岐阜県の象鼻山ほどではないが、結構きつい。説明会には7、80人が集まった。
東之宮古墳は、3世紀終りの東海地方でも最古級の前方後方墳という。前方部を西に向けて築かれ、全長約
78メートル。後方部の幅約47メートル、前方部の最大幅約43メートルである。標高143メートルの白山平
山頂に立地する。西方眼下に木曽川、犬山城、岐阜県各務原市鵜沼方面、南方眼下には濃尾平野が見渡せる。
昭和48年3月に後方部の墳頂で盗掘があったため、同年8月から9月にかけて状況を確認する発掘調査が
行われた。この結果、竪穴式石槨が確認され、内部から11面の銅鏡をはじめとする副葬品が多数見つかった。
銅鏡のうち1面(人物禽獣紋鏡)は、木棺内部の被葬者の上部に置かれていたという。発掘調査の成果を受け、
昭和50年に国の史跡に指定された。昭和53年には、出土品の全部が国の重要文化財に指定された。
今回の1次調査は、犬山市教委が将来的な整備を目的に平成17、18年度にかけて始めた範囲
確認調査の平成17年度分。@墳丘規模の確定A北東・南西側にある平坦面の性格の解明B葺き石の残存状況の
確認―が目的。7月末から8月初めにかけてのレーザー測量を基に、主軸線上の前方部1個所、後方部3個
所、くびれ部1個所の計5個所に調査区を設定して、8月29日から9月末までの予定で発掘している。

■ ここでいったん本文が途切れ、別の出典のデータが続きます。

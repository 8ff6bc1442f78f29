//! Scalar observables computed from a population's state.

use crate::geometry;
use flocksim_data::Vec2;
use rayon::prelude::*;

/// Group polarization `‖Σ v_i / speed‖ / N`.
///
/// 1 when every agent heads the same way, near 0 for random headings.
#[must_use]
pub fn polarization(velocities: &[Vec2], speed: f64) -> Option<f64> {
    if velocities.is_empty() || speed <= 0.0 {
        return None;
    }
    let sum = velocities
        .iter()
        .fold(Vec2::ZERO, |acc, &v| acc + v * (1.0 / speed));
    Some(sum.norm() / velocities.len() as f64)
}

/// Mean toroidal distance over unordered pairs.
#[must_use]
pub fn mean_pairwise_distance(positions: &[Vec2], canvas_size: f64) -> Option<f64> {
    let n = positions.len();
    if n < 2 {
        return None;
    }
    let total: f64 = (0..n)
        .into_par_iter()
        .map(|i| {
            positions[i + 1..]
                .iter()
                .map(|&q| geometry::distance(positions[i], q, canvas_size))
                .sum::<f64>()
        })
        .sum();
    let pairs = (n * (n - 1) / 2) as f64;
    Some(total / pairs)
}
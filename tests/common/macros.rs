/// Asserts the number of living prey.
#[macro_export]
macro_rules! assert_living_preys {
    ($engine:expr, $count:expr) => {
        assert_eq!(
            $engine.living_preys(),
            $count,
            "Living prey count mismatch at tick {}",
            $engine.tick_count()
        );
    };
}

/// Asserts every living agent of a population moves at the population speed.
#[macro_export]
macro_rules! assert_speeds_preserved {
    ($population:expr) => {
        let pop = $population;
        for (i, (v, alive)) in pop.velocities().iter().zip(pop.alive()).enumerate() {
            if *alive {
                assert!(
                    (v.norm() - pop.speed()).abs() <= 1e-6 * pop.speed(),
                    "{} {} has speed {} instead of {}",
                    pop.species(),
                    i,
                    v.norm(),
                    pop.speed()
                );
            }
        }
    };
}

/// Asserts every position lies in `[0, size)` on both axes.
#[macro_export]
macro_rules! assert_on_torus {
    ($population:expr, $size:expr) => {
        for p in $population.positions() {
            assert!(
                (0.0..$size).contains(&p.x) && (0.0..$size).contains(&p.y),
                "Position {:?} left the torus of size {}",
                p,
                $size
            );
        }
    };
}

これまでの調査によると、平坦面は岩盤を削っただけでなく、くぼんだ個所に土を入れて平らな面を造ってい
る。さらに、主軸部のトレンチ調査によって、標高134メートル付近で厚さ約20−30センチの黄褐色の
粘土層が検出されたことから、墳丘は地山を削りだしたものではなく、全て盛り土で築造された可能性がでて
きた、という。なお、くびれ部からは葺き石が検出されないない墓道の一部が見つかった。
また、葺き石は、かなり良好な状態で残存。白山平山で採取された赤褐色のチャートが最も多いが、丸い川原
石、板状の砂岩が含まれている。川原石や砂岩は山麓の木曽川原などから運んできたと考えられる。墳丘は、
葺き石の検出状況から段築はなく、斜面は急勾配であることも分かった、としている。
市教委は「築造過程で、岩山を削って平坦な面を造り、その上に平地で造るのと同じように盛り土で墳丘を
築き、葺き石に使う石材を山麓から運ぶという大規模な土木工事が行われた可能性が浮かび上がってきた。
木曽川の根元を押さえる大王の墓であろう」と説明した。